Contradictions within the Budget papers highlight the risks of shifting responsibility for reducing carbon emissions from polluters to taxpayers, said The Climate Institute today as more details of last night’s Budget emerged.
“This Backwards Budget reveals growing uncertainty about the Government’s commitment to its Emission Reduction Fund and highlights the enormity of putting pollution reduction at the whim of a highly uncertain annual budget arm-wrestle,” said John Connor, CEO, The Climate Institute.
Just last week the Government assured the public that the Emission Reduction Fund (ERF) would spend $2.55 billion in the first four years. But the Budget Overview states that the ERF will spread this sum over a decade (p.27), while in Budget Paper 2, the appropriation table shows just $1.147 billion spent over the four year forward estimates.
The Climate Institute has been advised that this is a “misunderstanding” and that $2.55 billion is available over the four year forward estimates. The Government in Budget Paper No 2 notes the “Clean Energy Regulator will be able to commit the full level of funding [$2.55 billion] under contract funding from the commencement of the Fund,” and says there will be consideration of future expenditure.
However, the $1.147 billion reflects expected expenditure forecast by Treasury and the Finance Department.
“This disparity appears as a $1.4 billion shortfall. There are serious questions about the ability of the Regulator to expend more than appropriated under the Financial Management and Accountability Act,” said Connor.
“A number of consequences flow from all of this confusion, all of which highlight the enormity of shifting the burden of emissions reduction from polluters to taxpayers.”
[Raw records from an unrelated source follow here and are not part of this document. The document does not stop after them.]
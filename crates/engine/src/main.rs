//! Character Forge - command line entry point.

use std::path::PathBuf;

use anyhow::{bail, Context, Result};
use forge_domain::{
    standard_array, Alignment, Character, CharacterRequest, FixedChoices, GenerationMethod,
    GenerationOptions, CREATURE_TYPES, ENVIRONMENTS,
};
use forge_engine::infrastructure::export::{render_sheet, write_export, ExportFormat};
use forge_engine::use_cases::EncounterReport;
use forge_engine::{App, ForgeConfig};
use tracing_subscriber::{layer::SubscriberExt, util::SubscriberInitExt};

const USAGE: &str = "\
Usage: forge [--json] <command>

Commands:
  random                                   random balanced character
  chaos                                    random chaos character
  custom <race> <class> <background> [name]
                                           standard array by class priority
  encounter <party_size> <cr-or-creature>...
                                           encounter difficulty
  history                                  saved characters, newest first
  sheet <id>                               text sheet of a saved character
  export <id> [dir]                        write JSON and text files
  import <file>                            add an exported JSON file to history
  tables                                   races, classes, backgrounds, creatures";

#[tokio::main]
async fn main() -> Result<()> {
    // Load environment from repo root when run through cargo.
    load_dotenv_from_repo_root();
    let _ = dotenvy::dotenv();

    // Logs go to stderr so stdout stays parseable.
    tracing_subscriber::registry()
        .with(
            tracing_subscriber::EnvFilter::try_from_default_env()
                .unwrap_or_else(|_| "forge_engine=info,forge_domain=info".into()),
        )
        .with(tracing_subscriber::fmt::layer().with_writer(std::io::stderr))
        .init();

    let mut args: Vec<String> = std::env::args().skip(1).collect();
    let json = take_flag(&mut args, "--json");
    let Some(command) = args.first().cloned() else {
        println!("{USAGE}");
        return Ok(());
    };
    let rest = &args[1..];

    let config = ForgeConfig::from_env();
    let app = App::from_config(config)
        .await
        .context("Failed to initialise the engine")?;

    match command.as_str() {
        "random" | "chaos" => {
            let options = if command == "chaos" {
                GenerationOptions::chaos()
            } else {
                GenerationOptions::default()
            };
            let character = app
                .use_cases
                .character
                .create_random(options, &FixedChoices::default())
                .await?;
            print_character(&app, &character, json).await?;
        }
        "custom" => {
            let [race, class, background, name @ ..] = rest else {
                bail!("custom needs <race> <class> <background> [name]\n\n{USAGE}");
            };
            let priority = app.tables.class(class)?.stat_priority;
            let mut request = CharacterRequest::new(
                race.as_str(),
                class.as_str(),
                background.as_str(),
                Alignment::TrueNeutral,
                standard_array(Some(&priority)),
            )
            .with_method(GenerationMethod::StandardArray);
            if !name.is_empty() {
                request = request.with_name(name.join(" "));
            }
            let character = app.use_cases.character.create_custom(request).await?;
            print_character(&app, &character, json).await?;
        }
        "encounter" => {
            let Some((party, creatures)) = rest.split_first() else {
                bail!("encounter needs <party_size> <cr-or-creature>...\n\n{USAGE}");
            };
            let party_size: u32 = party
                .parse()
                .with_context(|| format!("Invalid party size: {party}"))?;
            let report = app.use_cases.encounter.evaluate(creatures, party_size).await?;
            if json {
                println!("{}", serde_json::to_string_pretty(&report)?);
            } else {
                print_encounter(&report);
            }
        }
        "history" => {
            let characters = app.use_cases.character.history().await?;
            if json {
                println!("{}", serde_json::to_string_pretty(&characters)?);
            } else if characters.is_empty() {
                println!("No characters saved yet.");
            } else {
                for c in &characters {
                    println!(
                        "{}  {:<28} {} {} ({})",
                        c.id(),
                        c.name().as_str(),
                        c.race(),
                        c.class(),
                        c.created_at().format("%Y-%m-%d %H:%M")
                    );
                }
            }
        }
        "sheet" => {
            let Some(id) = rest.first() else {
                bail!("sheet needs <id>");
            };
            let character = app.use_cases.character.find(id).await?;
            print_character(&app, &character, json).await?;
        }
        "export" => {
            let Some(id) = rest.first() else {
                bail!("export needs <id> [dir]");
            };
            let dir = rest.get(1).map(PathBuf::from).unwrap_or_else(|| PathBuf::from("."));
            let character = app.use_cases.character.find(id).await?;
            for format in [ExportFormat::Json, ExportFormat::Sheet] {
                let path = write_export(&dir, &character, format).await?;
                println!("{}", path.display());
            }
        }
        "import" => {
            let Some(file) = rest.first() else {
                bail!("import needs <file>");
            };
            let text = tokio::fs::read_to_string(file)
                .await
                .with_context(|| format!("Failed to read {file}"))?;
            let character = app.use_cases.character.import(&text).await?;
            println!("Imported {} ({})", character.name(), character.id());
        }
        "tables" => print_tables(&app, json)?,
        "help" | "--help" | "-h" => println!("{USAGE}"),
        other => bail!("Unknown command: {other}\n\n{USAGE}"),
    }

    Ok(())
}

fn take_flag(args: &mut Vec<String>, flag: &str) -> bool {
    let before = args.len();
    args.retain(|a| a != flag);
    args.len() != before
}

async fn print_character(app: &App, character: &Character, json: bool) -> Result<()> {
    if json {
        println!("{}", serde_json::to_string_pretty(character)?);
        return Ok(());
    }
    println!("{}", render_sheet(character));

    let spells = app.use_cases.enrichment.spells_for(character).await;
    if !spells.is_empty() {
        println!();
        println!("CONJUROS DE CLASE ({})", spells.len());
        for spell in spells.iter().take(20) {
            let level = match spell.level {
                0 => "truco".to_string(),
                n => format!("nivel {n}"),
            };
            println!("- {} ({})", spell.name, level);
        }
    }
    Ok(())
}

fn print_encounter(report: &EncounterReport) {
    for entry in &report.entries {
        println!(
            "{:<24} CR {:<4} {:>7} XP",
            entry.label, entry.challenge_rating, entry.xp
        );
    }
    let d = &report.difficulty;
    println!();
    println!("Party size: {}", report.party_size);
    println!("Total XP:   {}", d.total_xp);
    println!("Threshold:  {}", d.threshold);
    println!("Difficulty: {} ({})", d.tier, d.tier.as_str());
}

fn print_tables(app: &App, json: bool) -> Result<()> {
    let bestiary = app.use_cases.encounter.bestiary();
    if json {
        let value = serde_json::json!({
            "tables": &*app.tables,
            "creatures": bestiary,
        });
        println!("{}", serde_json::to_string_pretty(&value)?);
        return Ok(());
    }

    println!("Razas:");
    for race in app.tables.races() {
        println!("  {:<12} {} ft, {}", race.name, race.speed, race.size);
    }
    println!("Clases:");
    for class in app.tables.classes() {
        println!("  {:<12} d{}, {}", class.name, class.hit_die, class.primary_ability);
    }
    println!("Trasfondos: {}", app.tables.background_names().join(", "));
    println!("Alineamientos: {}", Alignment::ALL.map(|a| a.display_name()).join(", "));
    println!("Criaturas:");
    for creature in bestiary.creatures() {
        println!(
            "  {:<20} CR {:<4} {} ({})",
            creature.name, creature.challenge_rating, creature.creature_type, creature.size
        );
    }
    println!("Tipos: {}", CREATURE_TYPES.join(", "));
    println!("Entornos: {}", ENVIRONMENTS.join(", "));
    Ok(())
}

fn load_dotenv_from_repo_root() {
    let repo_root = std::path::Path::new(env!("CARGO_MANIFEST_DIR"))
        .join("..")
        .join("..");

    // Prefer local overrides.
    for filename in [".env.local", ".env"] {
        let path = repo_root.join(filename);
        if path.exists() {
            let _ = dotenvy::from_path(path);
        }
    }
}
“Firstly, it is a massive vote of no confidence from Treasury or Finance that sufficient emission reductions can be purchased as previously expected under the ERF.”
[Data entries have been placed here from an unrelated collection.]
//! Reference tables
//!
//! Static, read-only records keyed by name. The built-in set carries the ten
//! races, twelve classes and eight backgrounds of the generator; a JSON file
//! with the same shape can replace it.

mod alignment;
mod background;
mod builtin;
mod class;
mod race;

pub use alignment::Alignment;
pub use background::BackgroundDefinition;
pub use class::{ClassDefinition, DEFAULT_STAT_PRIORITY};
pub use race::{RaceDefinition, Size};

use serde::{Deserialize, Serialize};

use crate::error::DomainError;

/// The fixed standard array.
pub const STANDARD_ARRAY: [i32; 6] = [15, 14, 13, 12, 10, 8];

/// Point-buy cost for each reachable score, 8 through 15.
pub const POINT_BUY_COSTS: [(i32, i32); 8] = [
    (8, 0),
    (9, 1),
    (10, 2),
    (11, 3),
    (12, 4),
    (13, 5),
    (14, 7),
    (15, 9),
];

pub const POINT_BUY_BUDGET: i32 = 27;

pub const SKILLS: [&str; 18] = [
    "Acrobacias",
    "Trato con Animales",
    "Arcana",
    "Atletismo",
    "Engaño",
    "Historia",
    "Perspicacia",
    "Intimidación",
    "Investigación",
    "Medicina",
    "Naturaleza",
    "Percepción",
    "Interpretación",
    "Persuasión",
    "Religión",
    "Sigilo",
    "Supervivencia",
    "Juego de manos",
];

/// Point-buy cost of `score`, or `None` outside 8..=15.
pub fn point_buy_cost(score: i32) -> Option<i32> {
    POINT_BUY_COSTS
        .iter()
        .find(|(s, _)| *s == score)
        .map(|(_, cost)| *cost)
}

/// Races, classes and backgrounds, in table order.
#[derive(Debug, Clone, PartialEq, Eq, Serialize, Deserialize)]
#[serde(rename_all = "camelCase")]
pub struct ReferenceTables {
    races: Vec<RaceDefinition>,
    classes: Vec<ClassDefinition>,
    backgrounds: Vec<BackgroundDefinition>,
}

fn find<'a, T>(
    items: &'a [T],
    table: &'static str,
    key: &str,
    name: impl Fn(&T) -> &str,
) -> Result<&'a T, DomainError> {
    let key = key.trim();
    items
        .iter()
        .find(|item| name(*item) == key)
        .or_else(|| {
            let lowered = key.to_lowercase();
            items.iter().find(|item| name(*item).to_lowercase() == lowered)
        })
        .ok_or_else(|| DomainError::invalid_key(table, key))
}

impl ReferenceTables {
    pub fn builtin() -> Self {
        Self {
            races: builtin::races(),
            classes: builtin::classes(),
            backgrounds: builtin::backgrounds(),
        }
    }

    /// Build tables from explicit definitions.
    ///
    /// # Errors
    ///
    /// Returns `DomainError::Validation` when a table is empty, a name repeats,
    /// a hit die is below 2 or a stat priority does not name every ability once.
    pub fn new(
        races: Vec<RaceDefinition>,
        classes: Vec<ClassDefinition>,
        backgrounds: Vec<BackgroundDefinition>,
    ) -> Result<Self, DomainError> {
        let tables = Self {
            races,
            classes,
            backgrounds,
        };
        tables.validate()?;
        Ok(tables)
    }

    /// Parse and validate a JSON table file.
    pub fn from_json(json: &str) -> Result<Self, DomainError> {
        let tables: Self = serde_json::from_str(json)
            .map_err(|e| DomainError::parse(format!("Invalid reference tables: {}", e)))?;
        tables.validate()?;
        Ok(tables)
    }

    fn validate(&self) -> Result<(), DomainError> {
        check_names("race", self.races.iter().map(|r| r.name.as_str()))?;
        check_names("class", self.classes.iter().map(|c| c.name.as_str()))?;
        check_names("background", self.backgrounds.iter().map(|b| b.name.as_str()))?;

        for class in &self.classes {
            if class.hit_die < 2 {
                return Err(DomainError::validation(format!(
                    "Class {} has invalid hit die d{}",
                    class.name, class.hit_die
                )));
            }
            if !ClassDefinition::is_valid_priority(&class.stat_priority) {
                return Err(DomainError::validation(format!(
                    "Class {} stat priority must name every ability once",
                    class.name
                )));
            }
        }
        Ok(())
    }

    pub fn race(&self, key: &str) -> Result<&RaceDefinition, DomainError> {
        find(&self.races, "race", key, |r| r.name.as_str())
    }

    pub fn class(&self, key: &str) -> Result<&ClassDefinition, DomainError> {
        find(&self.classes, "class", key, |c| c.name.as_str())
    }

    pub fn background(&self, key: &str) -> Result<&BackgroundDefinition, DomainError> {
        find(&self.backgrounds, "background", key, |b| b.name.as_str())
    }

    pub fn races(&self) -> &[RaceDefinition] {
        &self.races
    }

    pub fn classes(&self) -> &[ClassDefinition] {
        &self.classes
    }

    pub fn backgrounds(&self) -> &[BackgroundDefinition] {
        &self.backgrounds
    }

    pub fn race_names(&self) -> Vec<&str> {
        self.races.iter().map(|r| r.name.as_str()).collect()
    }

    pub fn class_names(&self) -> Vec<&str> {
        self.classes.iter().map(|c| c.name.as_str()).collect()
    }

    pub fn background_names(&self) -> Vec<&str> {
        self.backgrounds.iter().map(|b| b.name.as_str()).collect()
    }
}

impl Default for ReferenceTables {
    fn default() -> Self {
        Self::builtin()
    }
}

fn check_names<'a>(
    table: &'static str,
    names: impl Iterator<Item = &'a str>,
) -> Result<(), DomainError> {
    let mut seen: Vec<String> = Vec::new();
    for name in names {
        let lowered = name.trim().to_lowercase();
        if lowered.is_empty() {
            return Err(DomainError::validation(format!("Empty {} name", table)));
        }
        if seen.contains(&lowered) {
            return Err(DomainError::validation(format!(
                "Duplicate {} name: {}",
                table, name
            )));
        }
        seen.push(lowered);
    }
    if seen.is_empty() {
        return Err(DomainError::validation(format!("The {} table is empty", table)));
    }
    Ok(())
}

#[cfg(test)]
mod tests {
    use super::*;
    use crate::value_objects::Ability;

    #[test]
    fn builtin_tables_have_expected_sizes() {
        let tables = ReferenceTables::builtin();
        assert_eq!(tables.races().len(), 10);
        assert_eq!(tables.classes().len(), 12);
        assert_eq!(tables.backgrounds().len(), 8);
        assert_eq!(tables.race_names()[0], "Humano");
        assert_eq!(tables.class_names()[11], "Hechicero");
    }

    #[test]
    fn lookup_is_exact_then_case_insensitive() {
        let tables = ReferenceTables::builtin();
        assert_eq!(tables.race("Enano").map(|r| r.speed), Ok(25));
        assert_eq!(tables.class("bárbaro").map(|c| c.hit_die), Ok(12));
        assert_eq!(tables.background(" SABIO ").map(|b| b.name.as_str()), Ok("Sabio"));
    }

    #[test]
    fn unknown_race_is_invalid_key() {
        let tables = ReferenceTables::builtin();
        let err = tables.race("Marciano").expect_err("no martians");
        assert_eq!(
            err,
            DomainError::InvalidKey {
                table: "race",
                key: "Marciano".to_string()
            }
        );
    }

    #[test]
    fn hit_dice_and_saving_throws_match_the_class_table() {
        let tables = ReferenceTables::builtin();
        let dice: Vec<(&str, u8)> = tables
            .classes()
            .iter()
            .map(|c| (c.name.as_str(), c.hit_die))
            .collect();
        assert!(dice.contains(&("Guerrero", 10)));
        assert!(dice.contains(&("Mago", 6)));
        assert!(dice.contains(&("Pícaro", 8)));
        assert!(dice.contains(&("Explorador", 10)));

        let sorcerer = tables.class("Hechicero").expect("exists");
        assert_eq!(
            sorcerer.saving_throws,
            vec![Ability::Constitution, Ability::Charisma]
        );
        assert_eq!(sorcerer.stat_priority[0], Ability::Charisma);
    }

    #[test]
    fn every_class_priority_is_a_permutation() {
        for class in ReferenceTables::builtin().classes() {
            assert!(
                ClassDefinition::is_valid_priority(&class.stat_priority),
                "{}",
                class.name
            );
        }
    }

    #[test]
    fn small_races() {
        let tables = ReferenceTables::builtin();
        let small: Vec<&str> = tables
            .races()
            .iter()
            .filter(|r| r.size == Size::Small)
            .map(|r| r.name.as_str())
            .collect();
        assert_eq!(small, vec!["Mediano", "Gnomo"]);
    }

    #[test]
    fn point_buy_cost_table() {
        assert_eq!(point_buy_cost(8), Some(0));
        assert_eq!(point_buy_cost(14), Some(7));
        assert_eq!(point_buy_cost(15), Some(9));
        assert_eq!(point_buy_cost(16), None);
        assert_eq!(point_buy_cost(7), None);
    }

    #[test]
    fn json_round_trip_and_validation() {
        let json = serde_json::to_string(&ReferenceTables::builtin()).expect("serialize");
        let parsed = ReferenceTables::from_json(&json).expect("valid tables");
        assert_eq!(parsed, ReferenceTables::builtin());

        let empty = r#"{"races":[],"classes":[],"backgrounds":[]}"#;
        assert!(matches!(
            ReferenceTables::from_json(empty),
            Err(DomainError::Validation(_))
        ));
        assert!(matches!(
            ReferenceTables::from_json("not json"),
            Err(DomainError::Parse(_))
        ));
    }

    #[test]
    fn override_class_without_priority_uses_default_order() {
        let json = r#"{
            "races": [{"name": "Kobold", "speed": 30, "size": "Pequeño",
                       "typicalAlignment": "Legal", "languages": ["Común"], "traits": []}],
            "classes": [{"name": "Artífice", "hitDie": 8, "primaryAbility": "Inteligencia",
                         "savingThrows": ["constitution", "intelligence"], "proficiencies": [],
                         "skillChoices": "Elige 2", "features": []}],
            "backgrounds": [{"name": "Gremio", "skills": [], "tools": [], "equipment": [],
                             "feature": "Miembro del gremio"}]
        }"#;
        let tables = ReferenceTables::from_json(json).expect("valid override");
        let class = tables.class("artífice").expect("present");
        assert_eq!(class.stat_priority, DEFAULT_STAT_PRIORITY);
        assert!(!class.spellcasting);
    }
}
“Secondly, $1.1 billion will buy about half the emission reduction expected from the Fund’s first four years. This puts Australia under massive pressure to achieve even our minimum target of a 5 per cent cut in emissions in the two and a half years remaining to 2020.”
“Thirdly, this also puts massive pressure on future budgets. Not only will they bear the brunt of the deferred $1.4 billion but the Coalition had also originally projected ERF spending of $1.2 billion yearly after the four years. Every public independent assessment warns that even with that level of expenditure, we fall short of the minimum 5 per cent target, let alone the 25 per cent target that is still part of Australia’s international commitment.”
“This piles up the risk that there will be little or no extra funds and that there will be little or no extra ambition in climate action available to the Government.”
“The Government urgently needs to publicly and clearly explain this situation.”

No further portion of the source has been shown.